Scientific classification
- Domain: Eukaryota
- Kingdom: incertae sedis
- Informal group: †Palaeopascichnida
- Genus: †Palaeopascichnus Palij, 1976
- Type species: †Palaeopascichnus delicatus Palij, 1976
- Species: P. delicatus Palij, 1976; P. linearis Fedonkin, 1976; P. gracilis Fedonkin, 1985;
- Synonyms: Inrites Fedonkin, 1980; Yelovichnus Fedonkin, 1985; Catellichnus Becker, 1989; Iterichnus Becker, 2013; Pseudobergaueria Becker, 2013; Orbisiana Sokolov, 1976 Orbisiana linearis Chen, 1994 Seirisphaera Chen, 1994; Catenasphaerophyton Yan et al., 1992; ; ;

= Palaeopascichnus =

Enigmatic agglutinating organism from the Ediacaran

Palaeopascichnus is an enigmatic form from the Ediacaran, consisting of a series of lobes. It was originally considered a trace fossil, but further research found it to be a body fossil, being the skeletal remains of an agglutinating organism.

== Discovery and naming ==
The first fossil material of Palaeopascichnus was found in the Studenitsa Formation, Podolia in Ukraine, and named in 1976, and has since been found from formations from across the globe.

The generic name Palaeopascichnus derives from the Greek word "paleo", to mean "old"; the Latin word "pasco", to mean "graze"; and the Greek word "ichnos", to mean "trace", in line with the naming conventions of other ichnotaxon. Combined, it would translate to "Old grazing trace".

== Description ==
Palaeopascichnus is an agglutinating organism, consisting of curved lobe-like modules, which number up to forty in larger specimens. There are two known module morphologies, "Globular" and "Ellipsoidal". Globular modules can get up to 5 mm in diameter, whilst ellipsoidal modules can get up to 5 mm in length, and up to 15 mm in width, and in either morphology, the modules gradually increase in size from the origin point. The modules are also spaced a part from each other by 0.5-1 mm, although this has been noted to possibly be a result of post-mortem degradation of organic material. The modules make up a larger body, which is usually linear in structure, with occasional diverging branches, and gets up to 20 cm in length. The modules that make up this body were noted to be loosely connected to each other, due to some fossil specimens showing disarticulation, with the modules being carried away from the main body.

== Affinities ==
When described, Palaeopascichnus was originally referred to as an trace fossil of another organism, which was upheld by a number of further studies. One study suggested it to be a macrophyte, due to the fact that in further descriptions of Palaeopascichnus, it was noted that branching was not possible in trace fossils, something that was being found increasingly in new specimens.
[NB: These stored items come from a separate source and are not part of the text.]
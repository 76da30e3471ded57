//! Bridge and port lifecycle on top of the switch store
//!
//! Every change is a single transaction. Creation is idempotent: an object
//! that is already in the cache is left alone.

use std::collections::BTreeMap;
use std::sync::Arc;
use tracing::{debug, info};

use crate::cache::tables::{BRIDGE, CONTROLLER, INTERFACE, MANAGER, OPEN_VSWITCH, PORT};
use crate::datum::{Atom, Datum, Row};
use crate::error::{OvsdbError, Result};
use crate::operation::{sanitize_uuid_name, Condition, Mutation, Operation};
use crate::store::SwitchStore;

pub const DEFAULT_CONTROLLER_PORT: u16 = 6653;
pub const DEFAULT_MANAGER_PORT: u16 = 6640;

const BRIDGE_UUID_NAME: &str = "ovskbridge";
const CONTROLLER_UUID_NAME: &str = "ovskcontroller";
const MANAGER_UUID_NAME: &str = "ovskmanager";

const PROTOCOLS: [&str; 4] = ["OpenFlow10", "OpenFlow11", "OpenFlow12", "OpenFlow13"];

/// Interface type column
#[derive(Debug, Clone, Copy, PartialEq, Eq, Default)]
pub enum InterfaceType {
    /// Plain system interface (veth end, NIC)
    #[default]
    System,
    Internal,
    Vxlan,
}

impl InterfaceType {
    fn as_column(&self) -> Option<&'static str> {
        match self {
            InterfaceType::System => None,
            InterfaceType::Internal => Some("internal"),
            InterfaceType::Vxlan => Some("vxlan"),
        }
    }
}

/// Everything needed to add a port with its single interface
#[derive(Debug, Clone, Default, PartialEq, Eq)]
pub struct PortSpec {
    pub name: String,
    pub iface_type: InterfaceType,
    /// Access VLAN; 0 means trunk
    pub vlan_tag: u16,
    pub external_ids: BTreeMap<String, String>,
    pub options: BTreeMap<String, String>,
}

impl PortSpec {
    pub fn new(name: impl Into<String>) -> Self {
        Self {
            name: name.into(),
            ..Default::default()
        }
    }

    pub fn iface_type(mut self, iface_type: InterfaceType) -> Self {
        self.iface_type = iface_type;
        self
    }

    pub fn vlan_tag(mut self, tag: u16) -> Self {
        self.vlan_tag = tag;
        self
    }

    pub fn external_id(mut self, key: impl Into<String>, value: impl Into<String>) -> Self {
        self.external_ids.insert(key.into(), value.into());
        self
    }

    pub fn option(mut self, key: impl Into<String>, value: impl Into<String>) -> Self {
        self.options.insert(key.into(), value.into());
        self
    }
}

/// Manages the root bridge of this proxy instance and its ports
pub struct SwitchDriver {
    store: Arc<SwitchStore>,
    bridge_name: String,
}

impl SwitchDriver {
    pub fn new(store: Arc<SwitchStore>, bridge_name: impl Into<String>) -> Self {
        Self {
            store,
            bridge_name: bridge_name.into(),
        }
    }

    pub fn bridge_name(&self) -> &str {
        &self.bridge_name
    }

    pub fn store(&self) -> &Arc<SwitchStore> {
        &self.store
    }

    async fn root_uuid(&self) -> Result<String> {
        self.store
            .root_uuid()
            .await
            .ok_or_else(|| OvsdbError::not_found(OPEN_VSWITCH, "root row"))
    }

    async fn root_mutation(&self, mutation: Mutation) -> Result<Operation> {
        Ok(Operation::mutate(
            OPEN_VSWITCH,
            vec![Condition::uuid(self.root_uuid().await?)],
            vec![mutation],
        ))
    }

    fn bridge_mutation(&self, mutation: Mutation) -> Operation {
        Operation::mutate(
            BRIDGE,
            vec![Condition::name(self.bridge_name.as_str())],
            vec![mutation],
        )
    }

    /// Cached row id, or the transaction-local name when the row is not cached
    fn uuid_or_named(cached: Option<String>, named: &str) -> Atom {
        match cached {
            Some(uuid) => Atom::uuid(uuid),
            None => Atom::named_uuid(named),
        }
    }

    // ========================================================================
    // Bridges
    // ========================================================================

    /// Create `name` with its internal port. No-op if present.
    pub async fn create_bridge(&self, name: &str) -> Result<()> {
        if self.store.is_bridge_present(name).await {
            debug!("Bridge {} already exists", name);
            return Ok(());
        }

        let bridge = Row::new()
            .with("name", Datum::string(name))
            .with("protocols", Datum::set(PROTOCOLS.iter().map(|p| Atom::string(*p))));
        let ops = vec![
            Operation::insert(BRIDGE, bridge, BRIDGE_UUID_NAME),
            self.root_mutation(Mutation::insert(
                "bridges",
                Datum::set([Atom::named_uuid(BRIDGE_UUID_NAME)]),
            ))
            .await?,
        ];
        self.store.transact(ops).await?;
        info!("Created OVS bridge {}", name);

        self.create_port_with_bridge(
            name,
            PortSpec::new(name).iface_type(InterfaceType::Internal),
        )
        .await
    }

    pub async fn delete_bridge(&self, name: &str) -> Result<()> {
        let bridge_ref =
            Self::uuid_or_named(self.store.bridge_uuid(name).await, BRIDGE_UUID_NAME);
        let ops = vec![
            Operation::delete(BRIDGE, vec![Condition::name(name)]),
            self.root_mutation(Mutation::delete("bridges", Datum::set([bridge_ref])))
                .await?,
        ];
        self.store.transact(ops).await?;
        info!("Deleted OVS bridge {}", name);
        Ok(())
    }

    /// Remove the managed root bridge
    pub async fn delete(&self) -> Result<()> {
        self.delete_bridge(&self.bridge_name).await
    }

    // ========================================================================
    // Ports
    // ========================================================================

    /// Add a port with optional pod identity (`iface-id`, `attached-mac`)
    pub async fn create_port(
        &self,
        name: &str,
        iface_type: InterfaceType,
        vlan_tag: u16,
        external_id: &str,
        mac: &str,
    ) -> Result<()> {
        let mut spec = PortSpec::new(name).iface_type(iface_type).vlan_tag(vlan_tag);
        if !external_id.is_empty() {
            spec = spec
                .external_id("iface-id", external_id)
                .external_id("attached-mac", mac);
        }
        self.create_port_with(spec).await
    }

    pub async fn create_port_with(&self, spec: PortSpec) -> Result<()> {
        let bridge = self.bridge_name.clone();
        self.create_port_with_bridge(&bridge, spec).await
    }

    async fn create_port_with_bridge(&self, bridge: &str, spec: PortSpec) -> Result<()> {
        if self.store.is_port_name_present(&spec.name).await {
            debug!("Port {} already exists", spec.name);
            return Ok(());
        }

        let port_uuid_name = sanitize_uuid_name(&spec.name);
        let iface_uuid_name = format!("int{}", port_uuid_name);

        let mut iface = Row::new().with("name", Datum::string(&spec.name));
        if let Some(kind) = spec.iface_type.as_column() {
            iface = iface.with("type", Datum::string(kind));
        }
        if !spec.external_ids.is_empty() {
            iface = iface.with("external_ids", Datum::string_map(spec.external_ids.clone()));
        }
        if !spec.options.is_empty() {
            iface = iface.with("options", Datum::string_map(spec.options.clone()));
        }

        let mut port = Row::new()
            .with("name", Datum::string(&spec.name))
            .with(
                "interfaces",
                Datum::set([Atom::named_uuid(iface_uuid_name.as_str())]),
            );
        if !spec.external_ids.is_empty() {
            port = port.with("external_ids", Datum::string_map(spec.external_ids.clone()));
        }
        if spec.vlan_tag != 0 {
            port = port
                .with("vlan_mode", Datum::string("access"))
                .with("tag", Datum::integer(i64::from(spec.vlan_tag)));
        } else {
            port = port.with("vlan_mode", Datum::string("trunk"));
        }

        let ops = vec![
            Operation::insert(INTERFACE, iface, iface_uuid_name.as_str()),
            Operation::insert(PORT, port, port_uuid_name.as_str()),
            Operation::mutate(
                BRIDGE,
                vec![Condition::name(bridge)],
                vec![Mutation::insert(
                    "ports",
                    Datum::set([Atom::named_uuid(port_uuid_name.as_str())]),
                )],
            ),
        ];
        self.store.transact(ops).await?;
        info!("Added port {} to bridge {}", spec.name, bridge);
        Ok(())
    }

    pub async fn delete_port_by_name(&self, name: &str) -> Result<()> {
        if name.is_empty() {
            return Err(OvsdbError::not_found(PORT, "<empty name>"));
        }
        let port_ref =
            Self::uuid_or_named(self.store.port_uuid(name).await, &sanitize_uuid_name(name));
        let ops = vec![
            Operation::delete(INTERFACE, vec![Condition::name(name)]),
            Operation::delete(PORT, vec![Condition::name(name)]),
            self.bridge_mutation(Mutation::delete("ports", Datum::set([port_ref]))),
        ];
        self.store.transact(ops).await?;
        info!("Deleted port {} from bridge {}", name, self.bridge_name);
        Ok(())
    }

    /// VXLAN port towards `remote_ip` with flow-based tunnel key
    pub async fn create_vtep(&self, name: &str, remote_ip: &str) -> Result<()> {
        let spec = PortSpec::new(name)
            .iface_type(InterfaceType::Vxlan)
            .option("remote_ip", remote_ip)
            .option("key", "flow");
        self.create_port_with(spec).await
    }

    // ========================================================================
    // Controller / Manager
    // ========================================================================

    pub async fn set_controller(&self, target: &str) -> Result<()> {
        if self.store.is_controller_present(target).await {
            return Err(OvsdbError::already_exists(CONTROLLER, target));
        }
        let ops = vec![
            Operation::insert(
                CONTROLLER,
                Row::new().with("target", Datum::string(target)),
                CONTROLLER_UUID_NAME,
            ),
            self.bridge_mutation(Mutation::insert(
                "controller",
                Datum::set([Atom::named_uuid(CONTROLLER_UUID_NAME)]),
            )),
        ];
        self.store.transact(ops).await?;
        info!("Registered controller {} on {}", target, self.bridge_name);
        Ok(())
    }

    /// `tcp:<ip>:<port>`, port 0 meaning 6653
    pub async fn set_active_controller(&self, ip: &str, port: u16) -> Result<()> {
        let port = if port == 0 { DEFAULT_CONTROLLER_PORT } else { port };
        self.set_controller(&format!("tcp:{}:{}", ip, port)).await
    }

    /// `ptcp:<port>`, port 0 meaning 6653
    pub async fn set_passive_controller(&self, port: u16) -> Result<()> {
        let port = if port == 0 { DEFAULT_CONTROLLER_PORT } else { port };
        self.set_controller(&format!("ptcp:{}", port)).await
    }

    pub async fn set_manager(&self, target: &str) -> Result<()> {
        if self.store.is_manager_present(target).await {
            return Err(OvsdbError::already_exists(MANAGER, target));
        }
        let ops = vec![
            Operation::insert(
                MANAGER,
                Row::new().with("target", Datum::string(target)),
                MANAGER_UUID_NAME,
            ),
            self.root_mutation(Mutation::insert(
                "manager_options",
                Datum::set([Atom::named_uuid(MANAGER_UUID_NAME)]),
            ))
            .await?,
        ];
        self.store.transact(ops).await?;
        info!("Registered manager {}", target);
        Ok(())
    }

    /// `tcp:<ip>:<port>`, port 0 meaning 6640
    pub async fn set_active_manager(&self, ip: &str, port: u16) -> Result<()> {
        let port = if port == 0 { DEFAULT_MANAGER_PORT } else { port };
        self.set_manager(&format!("tcp:{}:{}", ip, port)).await
    }

    /// `ptcp:<port>`, port 0 meaning 6640
    pub async fn set_passive_manager(&self, port: u16) -> Result<()> {
        let port = if port == 0 { DEFAULT_MANAGER_PORT } else { port };
        self.set_manager(&format!("ptcp:{}", port)).await
    }
}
More studies later put forward the interpretation that Palaeopascichnus may be a protist, with probably affinities with foraminifers. One study supported the forminiferan affinity of Palaeopascichnus, but noted that it may also be a synonym of Horodyskia. Another study done supported the suggestion that fossils of Palaeopascichnus represented an encrusting benthic organism, although did not agree with the foraminiferal affinities, or the agglutinating structure.

This all finally came to a head in 2018, when new material was found that showed that Palaeopascichnus was indeed an agglutinating organism, and that all prior fossils found were in fact body fossils, and supports the possibly of a foraminiferan affinity, although may closely related.

== Taphonomy ==
Due to the wide range of Palaeopascichnus, it also has a wide range of preservation modes, which are as follows:

- Positive relief: This is where the fossil is protruding from the rock as a cast. This is the original preservation that Palaeopascichnus was found in, and is the most common preservation mode.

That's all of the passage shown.